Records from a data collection
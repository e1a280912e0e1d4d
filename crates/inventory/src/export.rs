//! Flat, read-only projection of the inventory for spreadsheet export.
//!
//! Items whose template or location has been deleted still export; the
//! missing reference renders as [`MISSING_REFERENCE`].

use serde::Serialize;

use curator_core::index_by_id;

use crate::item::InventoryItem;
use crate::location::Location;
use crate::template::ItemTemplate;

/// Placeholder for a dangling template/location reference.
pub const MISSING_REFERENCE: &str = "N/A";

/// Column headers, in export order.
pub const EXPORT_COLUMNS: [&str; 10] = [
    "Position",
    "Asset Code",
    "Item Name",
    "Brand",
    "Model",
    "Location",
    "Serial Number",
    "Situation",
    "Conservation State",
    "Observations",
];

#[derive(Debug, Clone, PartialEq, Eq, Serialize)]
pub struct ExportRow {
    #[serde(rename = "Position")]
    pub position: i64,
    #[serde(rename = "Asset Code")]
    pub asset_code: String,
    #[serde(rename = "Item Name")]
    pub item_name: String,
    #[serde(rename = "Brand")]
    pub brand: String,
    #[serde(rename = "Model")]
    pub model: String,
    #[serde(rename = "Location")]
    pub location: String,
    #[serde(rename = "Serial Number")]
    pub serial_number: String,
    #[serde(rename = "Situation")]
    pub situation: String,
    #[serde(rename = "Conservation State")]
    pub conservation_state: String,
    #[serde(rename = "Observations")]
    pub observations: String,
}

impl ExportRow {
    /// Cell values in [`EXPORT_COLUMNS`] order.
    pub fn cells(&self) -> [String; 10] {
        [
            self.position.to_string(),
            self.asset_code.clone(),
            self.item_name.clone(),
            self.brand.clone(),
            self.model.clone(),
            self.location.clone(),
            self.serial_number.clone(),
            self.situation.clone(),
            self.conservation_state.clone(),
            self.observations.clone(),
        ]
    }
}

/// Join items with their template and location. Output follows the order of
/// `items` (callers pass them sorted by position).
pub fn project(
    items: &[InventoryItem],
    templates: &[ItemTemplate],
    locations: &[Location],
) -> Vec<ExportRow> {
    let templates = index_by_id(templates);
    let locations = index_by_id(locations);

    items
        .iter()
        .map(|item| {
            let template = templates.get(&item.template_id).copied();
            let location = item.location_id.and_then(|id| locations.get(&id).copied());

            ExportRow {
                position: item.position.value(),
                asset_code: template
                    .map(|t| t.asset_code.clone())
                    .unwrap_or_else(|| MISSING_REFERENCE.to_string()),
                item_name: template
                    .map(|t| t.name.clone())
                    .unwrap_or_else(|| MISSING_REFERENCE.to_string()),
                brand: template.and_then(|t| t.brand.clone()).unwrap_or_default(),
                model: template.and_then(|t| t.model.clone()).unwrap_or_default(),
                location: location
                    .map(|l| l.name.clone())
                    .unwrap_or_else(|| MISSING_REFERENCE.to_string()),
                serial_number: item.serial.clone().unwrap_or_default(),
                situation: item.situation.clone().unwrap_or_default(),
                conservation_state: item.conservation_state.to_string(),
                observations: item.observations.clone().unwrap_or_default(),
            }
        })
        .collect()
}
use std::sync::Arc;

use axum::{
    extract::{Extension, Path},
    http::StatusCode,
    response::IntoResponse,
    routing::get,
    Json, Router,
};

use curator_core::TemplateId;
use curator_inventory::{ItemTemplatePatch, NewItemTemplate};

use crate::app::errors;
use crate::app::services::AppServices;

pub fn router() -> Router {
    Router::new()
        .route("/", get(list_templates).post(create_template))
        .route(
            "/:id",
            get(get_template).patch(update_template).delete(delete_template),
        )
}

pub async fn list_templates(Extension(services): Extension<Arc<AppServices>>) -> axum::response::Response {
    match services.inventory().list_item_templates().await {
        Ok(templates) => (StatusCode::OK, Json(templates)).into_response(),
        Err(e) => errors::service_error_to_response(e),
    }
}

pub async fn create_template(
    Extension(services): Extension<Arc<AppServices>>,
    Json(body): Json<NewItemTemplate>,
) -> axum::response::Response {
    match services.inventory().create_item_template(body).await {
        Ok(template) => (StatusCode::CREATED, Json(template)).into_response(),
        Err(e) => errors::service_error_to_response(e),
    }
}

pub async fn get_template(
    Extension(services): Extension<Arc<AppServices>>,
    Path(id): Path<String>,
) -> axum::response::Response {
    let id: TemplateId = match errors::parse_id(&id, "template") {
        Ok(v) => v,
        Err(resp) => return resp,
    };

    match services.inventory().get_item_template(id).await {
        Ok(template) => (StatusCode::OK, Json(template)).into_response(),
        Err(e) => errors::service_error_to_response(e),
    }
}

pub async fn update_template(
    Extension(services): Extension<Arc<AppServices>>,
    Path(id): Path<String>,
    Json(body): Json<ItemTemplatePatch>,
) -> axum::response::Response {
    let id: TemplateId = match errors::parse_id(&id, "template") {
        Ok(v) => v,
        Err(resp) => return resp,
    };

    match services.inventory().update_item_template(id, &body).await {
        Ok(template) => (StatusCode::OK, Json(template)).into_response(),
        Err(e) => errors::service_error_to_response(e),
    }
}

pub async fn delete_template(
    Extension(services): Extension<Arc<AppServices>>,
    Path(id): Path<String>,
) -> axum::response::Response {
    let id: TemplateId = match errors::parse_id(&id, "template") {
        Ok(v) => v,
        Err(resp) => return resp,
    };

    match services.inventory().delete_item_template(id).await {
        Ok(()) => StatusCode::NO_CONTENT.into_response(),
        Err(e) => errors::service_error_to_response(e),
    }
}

> Work instruction:
Transcribe all of the entries without altering anything.

> Your response:
repository e1a280912e0e1d4d
filename crates/inventory/src/export.rs
//! Flat, read-only projection of the inventory for spreadsheet export.
//!
//! Items whose template or location has been deleted still export; the
//! missing reference renders as [`MISSING_REFERENCE`].

use serde::Serialize;

use curator_core::index_by_id;

use crate::item::InventoryItem;
use crate::location::Location;
use crate::template::ItemTemplate;

/// Placeholder for a dangling template/location reference.
pub const MISSING_REFERENCE: &str = "N/A";

/// Column headers, in export order.
pub const EXPORT_COLUMNS: [&str; 10] = [
    "Position",
    "Asset Code",
    "Item Name",
    "Brand",
    "Model",
    "Location",
    "Serial Number",
    "Situation",
    "Conservation State",
    "Observations",
];

#[derive(Debug, Clone, PartialEq, Eq, Serialize)]
pub struct ExportRow {
    #[serde(rename = "Position")]
    pub position: i64,
    #[serde(rename = "Asset Code")]
    pub asset_code: String,
    #[serde(rename = "Item Name")]
    pub item_name: String,
    #[serde(rename = "Brand")]
    pub brand: String,
    #[serde(rename = "Model")]
    pub model: String,
    #[serde(rename = "Location")]
    pub location: String,
    #[serde(rename = "Serial Number")]
    pub serial_number: String,
    #[serde(rename = "Situation")]
    pub situation: String,
    #[serde(rename = "Conservation State")]
    pub conservation_state: String,
    #[serde(rename = "Observations")]
    pub observations: String,
}

impl ExportRow {
    /// Cell values in [`EXPORT_COLUMNS`] order.
    pub fn cells(&self) -> [String; 10] {
        [
            self.position.to_string(),
            self.asset_code.clone(),
            self.item_name.clone(),
            self.brand.clone(),
            self.model.clone(),
            self.location.clone(),
            self.serial_number.clone(),
            self.situation.clone(),
            self.conservation_state.clone(),
            self.observations.clone(),
        ]
    }
}

/// Join items with their template and location. Output follows the order of
/// `items` (callers pass them sorted by position).
pub fn project(
    items: &[InventoryItem],
    templates: &[ItemTemplate],
    locations: &[Location],
) -> Vec<ExportRow> {
    let templates = index_by_id(templates);
    let locations = index_by_id(locations);

    items
        .iter()
        .map(|item| {
            let template = templates.get(&item.template_id).copied();
            let location = item.location_id.and_then(|id| locations.get(&id).copied());

            ExportRow {
                position: item.position.value(),
                asset_code: template
                    .map(|t| t.asset_code.clone())
                    .unwrap_or_else(|| MISSING_REFERENCE.to_string()),
                item_name: template
                    .map(|t| t.name.clone())
                    .unwrap_or_else(|| MISSING_REFERENCE.to_string()),
                brand: template.and_then(|t| t.brand.clone()).unwrap_or_default(),
                model: template.and_then(|t| t.model.clone()).unwrap_or_default(),
                location: location
                    .map(|l| l.name.clone())
                    .unwrap_or_else(|| MISSING_REFERENCE.to_string()),
                serial_number: item.serial.clone().unwrap_or_default(),
                situation: item.situation.clone().unwrap_or_default(),
                conservation_state: item.conservation_state.to_string(),
                observations: item.observations.clone().unwrap_or_default(),
            }
        })
        .collect()
}
use std::sync::Arc;

use axum::{
    extract::{Extension, Path},
    http::StatusCode,
    response::IntoResponse,
    routing::get,
    Json, Router,
};

use curator_core::TemplateId;
use curator_inventory::{ItemTemplatePatch, NewItemTemplate};

use crate::app::errors;
use crate::app::services::AppServices;

pub fn router() -> Router {
    Router::new()
        .route("/", get(list_templates).post(create_template))
        .route(
            "/:id",
            get(get_template).patch(update_template).delete(delete_template),
        )
}

pub async fn list_templates(Extension(services): Extension<Arc<AppServices>>) -> axum::response::Response {
    match services.inventory().list_item_templates().await {
        Ok(templates) => (StatusCode::OK, Json(templates)).into_response(),
        Err(e) => errors::service_error_to_response(e),
    }
}

pub async fn create_template(
    Extension(services): Extension<Arc<AppServices>>,
    Json(body): Json<NewItemTemplate>,
) -> axum::response::Response {
    match services.inventory().create_item_template(body).await {
        Ok(template) => (StatusCode::CREATED, Json(template)).into_response(),
        Err(e) => errors::service_error_to_response(e),
    }
}

pub async fn get_template(
    Extension(services): Extension<Arc<AppServices>>,
    Path(id): Path<String>,
) -> axum::response::Response {
    let id: TemplateId = match errors::parse_id(&id, "template") {
        Ok(v) => v,
        Err(resp) => return resp,
    };

    match services.inventory().get_item_template(id).await {
        Ok(template) => (StatusCode::OK, Json(template)).into_response(),
        Err(e) => errors::service_error_to_response(e),
    }
}

pub async fn update_template(
    Extension(services): Extension<Arc<AppServices>>,
    Path(id): Path<String>,
    Json(body): Json<ItemTemplatePatch>,
) -> axum::response::Response {
    let id: TemplateId = match errors::parse_id(&id, "template") {
        Ok(v) => v,
        Err(resp) => return resp,
    };

    match services.inventory().update_item_template(id, &body).await {
        Ok(template) => (StatusCode::OK, Json(template)).into_response(),
        Err(e) => errors::service_error_to_response(e),
    }
}

pub async fn delete_template(
    Extension(services): Extension<Arc<AppServices>>,
    Path(id): Path<String>,
) -> axum::response::Response {
    let id: TemplateId = match errors::parse_id(&id, "template") {
        Ok(v) => v,
        Err(resp) => return resp,
    };

    match services.inventory().delete_item_template(id).await {
        Ok(()) => StatusCode::NO_CONTENT.into_response(),
        Err(e) => errors::service_error_to_response(e),
    }
}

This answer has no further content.